Once Tuberculinum children do fall asleep, they usually sleep quite deeply -- so deeply, in fact, that they often lose the inhibition against wetting the bed and urinate. This is a common symptom for Tuberculinum. The sleep may be so deep that the child does not wake up when a parent carries him to the bathroom or even while urinating there.

Almost all of these youngsters grind their teeth during sleep. Many also experience severe night sweats.

Tuberculinum children often wake up slowly and unrefreshed, but eventually they feel okay. However, of one wakes them up or if they are pushed in the slightest in the morning, one will find their tempers very difficult to handle. If the child is allowed to approach the parent, then everything is fine.


Important General Characteristics (Herscu):
(a) Tuberculinum may be called for in the case of a child exhibiting only a few keynote symptoms of the remedy, plus a family history of tuberculosis. This remedy may also be considered for cases in which a disease recurs over and over again. There is a weakness that not only prevents acute conditions from ending quickly but also brings out constitutional symptoms with every acute attack. It is this underlying weakness that forms the basis for understanding this remedy type, similar to that discussed in the chapter on Medorrhinum.
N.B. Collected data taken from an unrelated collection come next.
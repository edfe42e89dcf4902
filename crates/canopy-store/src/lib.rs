//! Content-addressed object storage for Canopy.
//!
//! This crate implements a fingerprint-keyed object store analogous to
//! git's `.git/objects/` directory. Every piece of data, file blobs and
//! directory trees alike, is stored as an immutable object identified by the
//! fingerprint of its (normalized) content.
//!
//! # Object Types
//!
//! - [`ObjectKind::Blob`] -- raw file content, stored verbatim
//! - [`ObjectKind::Tree`] -- a directory listing in its canonical line
//!   serialization ([`Tree`])
//!
//! # Storage Backends
//!
//! All backends implement the [`ObjectStore`] trait:
//!
//! - [`InMemoryObjectStore`] -- `HashMap`-based store for tests and embedding
//! - [`FsObjectStore`] -- flat directory of fingerprint-named files with
//!   atomic publication
//!
//! # Design Rules
//!
//! 1. Objects are immutable once written; the store is append-only.
//! 2. `put` is idempotent and deduplicating: rewriting existing content is
//!    a no-op that still returns the fingerprint.
//! 3. Two different payloads under one fingerprint is store corruption
//!    ([`StoreError::HashCollision`]), never a silent overwrite.
//! 4. Concurrent reads are always safe (objects are immutable), and a
//!    reader never observes a partially written object.
//! 5. The store never interprets object contents -- it is a pure key-value
//!    store. Blobs and trees share one fingerprint namespace.
//! 6. All I/O errors are propagated, never silently ignored.

pub mod error;
pub mod fs;
pub mod memory;
pub mod object;
pub mod traits;

// Re-export primary types at crate root for ergonomic imports.
pub use error::{StoreError, StoreResult};
pub use fs::FsObjectStore;
pub use memory::InMemoryObjectStore;
pub use object::{ObjectKind, Tree, TreeEntry};
pub use traits::ObjectStore;
//! Recursive partition-by-prefix tree materialization.
//!
//! Each directory level groups its entries by first path segment: a
//! single-segment entry is a direct blob of the level, a multi-segment
//! entry joins the group of its leading segment, and each group is
//! recursed into exactly once. Children are persisted before the parent
//! tree that references them, so the store never holds a tree with
//! dangling entries.

use std::collections::btree_map::Entry;
use std::collections::BTreeMap;
use std::sync::Arc;

use canopy_index::StagingIndex;
use canopy_store::{ObjectKind, ObjectStore, StoreError, Tree, TreeEntry};
use canopy_types::{Fingerprint, TreePath};
use tracing::{debug, trace};

use crate::error::{BuildError, BuildResult};

/// One resolved name at a directory level: either a staged blob or the
/// sub-entries that will become a subtree.
enum Node<'a> {
    Blob(Fingerprint),
    Dir(Vec<(&'a str, Fingerprint)>),
}

/// Materializes flat `(path, fingerprint)` snapshots into hash-linked
/// tree objects.
///
/// The builder holds an explicit store handle; it has no global state.
/// Building is a pure batch transform: the root fingerprint is a function
/// of the entry set alone.
pub struct TreeBuilder {
    store: Arc<dyn ObjectStore>,
}

impl TreeBuilder {
    /// Create a builder that persists tree objects into the given store.
    pub fn new(store: Arc<dyn ObjectStore>) -> Self {
        Self { store }
    }

    /// Build the tree for a snapshot and return the root fingerprint.
    ///
    /// Every blob fingerprint must already exist in the store (staging
    /// put it there); a missing one surfaces as
    /// [`StoreError::NotFound`]. Paths must be unique and no path may be
    /// a directory prefix of another.
    ///
    /// Fails with [`BuildError::EmptyInput`] when `entries` is empty:
    /// nothing is staged, there is no root to build.
    pub fn build(&self, entries: &[(TreePath, Fingerprint)]) -> BuildResult<Fingerprint> {
        if entries.is_empty() {
            return Err(BuildError::EmptyInput);
        }

        let level: Vec<(&str, Fingerprint)> = entries
            .iter()
            .map(|(path, fp)| (path.as_str(), *fp))
            .collect();

        let root = self.build_level(&level, "")?;
        debug!(
            entries = entries.len(),
            root = %root.short_hex(),
            "snapshot materialized"
        );
        Ok(root)
    }

    /// Snapshot the given index and build its tree.
    pub fn build_index(&self, index: &StagingIndex) -> BuildResult<Fingerprint> {
        self.build(&index.snapshot())
    }

    /// Materialize one directory level.
    ///
    /// `entries` holds paths relative to this level; `dir` is the path of
    /// the level itself, used only for diagnostics. Returns the
    /// fingerprint of the persisted tree object.
    fn build_level(
        &self,
        entries: &[(&str, Fingerprint)],
        dir: &str,
    ) -> BuildResult<Fingerprint> {
        // Group by first segment. A validated TreePath has no empty
        // segments and no trailing separator, so the remainder after a
        // split is always a non-empty relative path.
        let mut nodes: BTreeMap<&str, Node> = BTreeMap::new();
        for &(rel, fp) in entries {
            match rel.split_once('/') {
                None => match nodes.entry(rel) {
                    Entry::Vacant(slot) => {
                        slot.insert(Node::Blob(fp));
                    }
                    Entry::Occupied(_) => {
                        return Err(BuildError::PathConflict {
                            path: join(dir, rel),
                        });
                    }
                },
                Some((first, rest)) => {
                    match nodes.entry(first).or_insert_with(|| Node::Dir(Vec::new())) {
                        Node::Dir(children) => children.push((rest, fp)),
                        Node::Blob(_) => {
                            return Err(BuildError::PathConflict {
                                path: join(dir, first),
                            });
                        }
                    }
                }
            }
        }

        // Resolve every group to a (kind, fingerprint, name) triple.
        // The map iterates in byte-wise name order, children persist
        // before this level's own tree object.
        let mut tree_entries = Vec::with_capacity(nodes.len());
        for (name, node) in nodes {
            let entry = match node {
                Node::Blob(fp) => {
                    if !self.store.exists(&fp)? {
                        return Err(StoreError::NotFound(fp).into());
                    }
                    TreeEntry::new(ObjectKind::Blob, fp, name)
                }
                Node::Dir(children) => {
                    let subtree = self.build_level(&children, &join(dir, name))?;
                    TreeEntry::new(ObjectKind::Tree, subtree, name)
                }
            };
            tree_entries.push(entry);
        }

        let tree = Tree::new(tree_entries);
        let fingerprint = self.store.put_tree(&tree)?;
        let level = if dir.is_empty() { "." } else { dir };
        trace!(
            dir = %level,
            entries = tree.len(),
            fingerprint = %fingerprint.short_hex(),
            "tree level persisted"
        );
        Ok(fingerprint)
    }

    /// Flatten a stored tree back into `(path, fingerprint)` pairs.
    ///
    /// The inverse of [`build`](Self::build). Pairs come back depth-first,
    /// name-ordered within each directory.
    pub fn read_entries(
        &self,
        root: &Fingerprint,
    ) -> BuildResult<Vec<(TreePath, Fingerprint)>> {
        let mut out = Vec::new();
        self.collect_entries(root, "", &mut out)?;
        Ok(out)
    }

    fn collect_entries(
        &self,
        fingerprint: &Fingerprint,
        prefix: &str,
        out: &mut Vec<(TreePath, Fingerprint)>,
    ) -> BuildResult<()> {
        let tree = self.store.get_tree(fingerprint)?;
        for entry in &tree.entries {
            let full = join(prefix, &entry.name);
            match entry.kind {
                ObjectKind::Blob => out.push((TreePath::parse(full)?, entry.fingerprint)),
                ObjectKind::Tree => self.collect_entries(&entry.fingerprint, &full, out)?,
            }
        }
        Ok(())
    }
}

fn join(dir: &str, name: &str) -> String {
    if dir.is_empty() {
        name.to_string()
    } else {
        format!("{dir}/{name}")
    }
}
(b) The child is negatively affected by changes in weather such as those coming before a storm, at the onset of cold, wet weather, and in fog and drafts. Ironically, the child tends to be chilly yet prefers the cool, fresh air even though it may aggravate the physical complaints. Their ideal, preferred environment is cool, dry, mountain air.

(c) Complaints often change location from one body system to another, and are never completely eradicated from the body.

(d) Tuberculinum should also come to mind for the congenital anomalies and illnesses that seem to be plaguing humanity ever more frequently.

(e) One commonly finds retarded Tuberculinum children with large heads, swollen glands, and bone anomalies who have constant upper respiratory problems. After taking the remedy, they seem to brighten up and become healthier.


An Illustrative Case (Eugene Nash, Leaders in Homeopathic Therapeutics):

While on a visit to my daughter in Athens, Pa., I called upon one of the homeopathic physicians of the place, whom I had never met before. He had read 'Leaders,' and after we had talked books for a while he asked me if I would not like to see a curious case, and there was no money in it, but it had come into his hands from the allopaths who had given it up to die. Of course, there being no money in it, I readily consented to go. Found a child of seven months, with 'head on him' larger than a man's head, with eyes pushed out and turned upwards, only movable a little from side to side. It looked idiotic. The fontanelles could not be felt, because of the hydrocephali condition which filled the whole scalp, distending it as above described.

I could not see that the child recognized anything, except that its whining and moaning (almost constant) seemed to increase if it was spoken to or moved.

Inquiring into its family history discovered that several of the mother's sisters had died with tuberculosis. She was the only one left of the family, I think. I gave, with the doctor's consent, a powder of Tuberculinum 1M and advised to let it act. This was on the Monday following Easter Sunday.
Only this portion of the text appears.